Now we may consider fitting a random forest to our model. We will proceed with the same filters as done in our Logistic model (minimum minutes played and games played)

In [1]:
import pandas as pd
import numpy as np

In [2]:
nba_train = pd.read_csv('Data_Scripting_Cleaning/Full_data/Training_Sets/nba_train.csv')
nba_test = pd.read_csv('Data_Scripting_Cleaning/Full_data/Test_Sets/nba_test.csv')


In [3]:
min_minutes = nba_train[(nba_train['all_nba_c_year']==1)].MP.min()
min_G = nba_train[(nba_train['all_nba_c_year']==1)].G.min()
nba_filt_train = nba_train[(nba_train['MP']>=min_minutes) & (nba_train['G']>=min_G)]
nba_filt_test = nba_test[(nba_test['MP']>=min_minutes) & (nba_test['G']>=min_G)]

y_train = nba_filt_train['all_nba_c_year']

y_test = nba_filt_test['all_nba_c_year']

In [4]:
from sklearn.compose import ColumnTransformer
from sklearn.pipeline import Pipeline
from sklearn.preprocessing import StandardScaler, OneHotEncoder

#Now we will fit a random forest model to the data. We will fit this data into a pipeline to scale the data and then fit the model.

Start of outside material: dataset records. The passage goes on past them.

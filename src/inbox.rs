//! Staging area for raw observations (spec.md §4.12): an append-only log
//! plus a status-overlay file, so `promote`/`discard` never rewrite the log.

use crate::error::{Error, Result};
use crate::ids;
use crate::store::lock::SharedLock;
use crate::store::{fs as storefs, Paths};
use chrono::{DateTime, Utc};
use serde::{Deserialize, Serialize};
use std::collections::HashMap;

#[derive(Debug, Clone, Copy, PartialEq, Eq, Serialize, Deserialize)]
#[serde(rename_all = "snake_case")]
pub enum ObservationStatus {
    Raw,
    Promoted,
    Discarded,
}

impl Default for ObservationStatus {
    fn default() -> Self {
        ObservationStatus::Raw
    }
}

#[derive(Debug, Clone, Serialize, Deserialize)]
pub struct Observation {
    pub id: String,
    pub timestamp: DateTime<Utc>,
    #[serde(default)]
    pub source: Option<String>,
    pub content: String,
    #[serde(default)]
    pub status: ObservationStatus,
    #[serde(default)]
    pub tags: Vec<String>,
    #[serde(default = "schema_version_default")]
    pub schema_version: u32,
}

fn schema_version_default() -> u32 {
    1
}

#[derive(Debug, Clone, Serialize, Deserialize)]
struct StatusChange {
    id: String,
    status: ObservationStatus,
    changed_at: DateTime<Utc>,
}

pub struct Inbox {
    paths: Paths,
}

impl Inbox {
    pub fn new(paths: Paths) -> Self {
        Self { paths }
    }

    pub fn observe(&self, content: impl Into<String>, source: Option<String>, tags: Vec<String>) -> Result<Observation> {
        let observation = Observation {
            id: ids::observation_id(),
            timestamp: ids::now(),
            source,
            content: content.into(),
            status: ObservationStatus::Raw,
            tags,
            schema_version: 1,
        };
        let _lock = SharedLock::acquire(&self.paths.observations_file())?;
        storefs::append_line(&self.paths.observations_file(), &observation)?;
        tracing::debug!(id = %observation.id, "recorded observation");
        Ok(observation)
    }

    fn status_overlay(&self) -> Result<HashMap<String, ObservationStatus>> {
        let changes: Vec<StatusChange> = storefs::read_jsonl(&self.paths.observations_status_file())?;
        let mut overlay = HashMap::new();
        for change in changes {
            overlay.insert(change.id, change.status);
        }
        Ok(overlay)
    }

    pub fn list(&self, status: Option<ObservationStatus>) -> Result<Vec<Observation>> {
        let overlay = self.status_overlay()?;
        let mut observations: Vec<Observation> = storefs::read_jsonl(&self.paths.observations_file())?;
        for obs in observations.iter_mut() {
            if let Some(s) = overlay.get(&obs.id) {
                obs.status = *s;
            }
        }
        Ok(match status {
            Some(s) => observations.into_iter().filter(|o| o.status == s).collect(),
            None => observations,
        })
    }

    fn set_status(&self, id: &str, status: ObservationStatus) -> Result<()> {
        let exists = self.list(None)?.iter().any(|o| o.id == id);
        if !exists {
            return Err(Error::NotFound { kind: "observation", id: id.to_string() });
        }
        let change = StatusChange { id: id.to_string(), status, changed_at: ids::now() };
        let _lock = SharedLock::acquire(&self.paths.observations_status_file())?;
        storefs::append_line(&self.paths.observations_status_file(), &change)
    }

    /// Marks the observation promoted. Does not create the target entry —
    /// the caller is responsible for recording the decision/pattern/etc.
    pub fn promote(&self, id: &str) -> Result<()> {
        self.set_status(id, ObservationStatus::Promoted)
    }

    pub fn discard(&self, id: &str) -> Result<()> {
        self.set_status(id, ObservationStatus::Discarded)
    }
}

num_features = ['Age','G', 'GS', 'MP', 'FG', 'FGA', 'FG%', '3P', '3PA', '3P%',
       '2P', '2PA', '2P%', 'eFG%', 'FT', 'FTA', 'FT%', 'ORB', 'DRB', 'TRB',
       'AST', 'STL', 'BLK', 'TOV', 'PF', 'PTS', 'PER', 'TS%', '3PAr', 'FTr',
       'ORB%', 'DRB%', 'TRB%', 'AST%', 'STL%', 'BLK%', 'TOV%', 'USG%', 'OWS',
       'DWS', 'WS', 'WS/48', 'OBPM', 'DBPM', 'BPM', 'VORP', 'W',
       'num_all_nba']
cat_features = ['Tm']


preprocessor = ColumnTransformer(
    [("select", "passthrough", num_features),
     ("ohe", OneHotEncoder(handle_unknown="ignore"), cat_features)],
     remainder="drop"
)

preprocessor.fit(nba_filt_train)

In [5]:
X_train = pd.DataFrame(preprocessor.transform(nba_filt_train), columns = preprocessor.get_feature_names_out())
X_test = pd.DataFrame(preprocessor.transform(nba_filt_test), columns = preprocessor.get_feature_names_out())

To fit this model we will consider a grid of hyper-parameters. Since this grid is quite large (7200), we will utilize a randomized search where we consider 500 random subsets of the hyper-parameters.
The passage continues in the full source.